Для того чтобы обозначать одновременно и эмоциональную при­роду, и общность данного элемента, которые, впрочем, не раздельны в этих представлениях, можно было бы сказать, что они принадлежат к одной и той же аффективной категории. Категория была бы нами применена в этом случае не в аристотелевом и не в кантовском смыс­ле, а просто как принцип единства в сознании представлений, кото­рые, будучи различны между собой по всему содержанию или по его части, впечатляют, однако, сознание одним и тем же образом. Дру­гими словами, какова бы ни была невидимая сила, каково бы ни было сверхъестественное влияние, присутствие или действие которых пер­вобытный человек замечает или подозревает, едва только он обратил на них внимание, эмоциональная волна, более или менее сильная, заполняет все его сознание. Все представления рода пронизаны у пер­вобытного человека подобной эмоциональной струей. Каждое из

387

представлений приобретает, таким образом, тональность, которая мгновенно погружает первобытного человека в аффективное состоя­ние, испытанное им уже много раз. У него нет нужды в интеллекту­альном акте, для того чтобы распознавать это состояние. Здесь начинает действовать аффективная категория сверхъестественного.

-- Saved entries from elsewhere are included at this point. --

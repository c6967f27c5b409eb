// Copyright (C) 2026 Fred Clausen
// Use of this source code is governed by an MIT-style
// license that can be found in the LICENSE file or at
// https://opensource.org/licenses/MIT.

//! Mutation modules.
//!
//! The reservation store is append-only: the only mutation is an insert.

pub mod reservations;

pub use reservations::append_reservation;
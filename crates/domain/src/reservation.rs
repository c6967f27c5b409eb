// Copyright (C) 2026 Fred Clausen
// Use of this source code is governed by an MIT-style
// license that can be found in the LICENSE file or at
// https://opensource.org/licenses/MIT.

use crate::error::DomainError;
use crate::types::{Film, Price, SeatPosition};
use serde::{Deserialize, Serialize};

/// Joins seat labels into the stored form, e.g. `"1,1,3,4"`.
///
/// An empty selection produces an empty string.
#[must_use]
pub fn format_seat_labels(seats: &[SeatPosition]) -> String {
    seats
        .iter()
        .map(SeatPosition::label)
        .collect::<Vec<String>>()
        .join(",")
}

/// Parses the stored seat form back into positions.
///
/// The stored form is a flat list of numbers taken two at a time.
///
/// # Errors
///
/// Returns `DomainError::InvalidSeatLabel` if the string holds an odd
/// number of values or a value that is not a row/column number.
pub fn parse_seat_labels(labels: &str) -> Result<Vec<SeatPosition>, DomainError> {
    if labels.trim().is_empty() {
        return Ok(Vec::new());
    }

    let values: Vec<u8> = labels
        .split(',')
        .map(|v| {
            v.trim()
                .parse::<u8>()
                .map_err(|e| DomainError::InvalidSeatLabel(format!("'{labels}': {e}")))
        })
        .collect::<Result<_, _>>()?;

    if values.len() % 2 == 1 {
        return Err(DomainError::InvalidSeatLabel(format!(
            "'{labels}' does not contain whole row,col pairs"
        )));
    }

    Ok(values
        .chunks_exact(2)
        .map(|pair| SeatPosition::new(pair[0], pair[1]))
        .collect())
}

/// An in-memory reservation candidate built from a booking session.
///
/// A draft has no id; the repository assigns one when it is committed.
#[derive(Debug, Clone, PartialEq, Eq, Serialize, Deserialize)]
pub struct ReservationDraft {
    /// The chosen film.
    pub film: Film,
    /// Selected seats in selection order.
    pub seats: Vec<SeatPosition>,
    /// The customer name as entered. May be empty.
    pub customer_name: String,
    /// The total price of the selected seats.
    pub total_price: Price,
}

impl ReservationDraft {
    /// Returns the seats in their stored form.
    #[must_use]
    pub fn seat_labels(&self) -> String {
        format_seat_labels(&self.seats)
    }
}

/// A committed reservation.
///
/// Reservations are append-only; there is no update or delete.
#[derive(Debug, Clone, PartialEq, Eq, Serialize, Deserialize)]
pub struct Reservation {
    /// The identifier assigned by the repository.
    pub id: i64,
    /// The film name.
    pub film: String,
    /// The reserved seats in selection order.
    pub seats: Vec<SeatPosition>,
    /// The customer name. May be empty.
    pub customer_name: String,
}

impl Reservation {
    /// Creates the committed form of a draft.
    #[must_use]
    pub fn from_draft(id: i64, draft: &ReservationDraft) -> Self {
        Self {
            id,
            film: draft.film.name().to_string(),
            seats: draft.seats.clone(),
            customer_name: draft.customer_name.clone(),
        }
    }

    /// Returns the seats in their stored form.
    #[must_use]
    pub fn seat_labels(&self) -> String {
        format_seat_labels(&self.seats)
    }
}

Таков, думается, глубокий смысл столь многочисленных свиде­тельств, где первобытные люди на разные лады повторяют: «Основа наших идей о невидимых силах — страх, который они нам внушают», «Мы не верим, мы боимся». Этим они хотят охарактеризовать основ­ной элемент в их представлениях, относящихся к существам сверхъ­естественного мира. Этого элемента первобытный человек вовсе не представляет в собственном смысле слова, он его чувствует и мгно­венно узнает.

Было бы, несомненно, уместно выяснить, свойственна ли эта аф­фективная категория исключительно первобытному мышлению или она, скорее, соответствует всегдашней позиции человека перед ли­цом сверхъестественного. Если ее легче различить у первобытных людей благодаря той значительной роли, которую эмоциональные представления играют в их жизни, то она обнаруживается, хотя и менее явственно, и в других обществах. Там, где развилось и утвер­дилось мышление понятиями, интеллектуальные элементы стали за­нимать со временем все более важное место в представлениях, относящихся к сверхъестественному миру. Так появились целые цветники верований, дававшие часто плоды в виде догм. Однако аф­фективная категория сверхъестественного продолжает сохраняться и здесь. Эмоциональная основа этих представлений никогда не оказы­вается элиминированной целиком. Прикрытая, завуалированная, преображенная, она все же всегда различима. Нет ни одной рели­гии, в которой бы ее не было. Initium sapientiae est timor domini (начало премудрости — страх господень).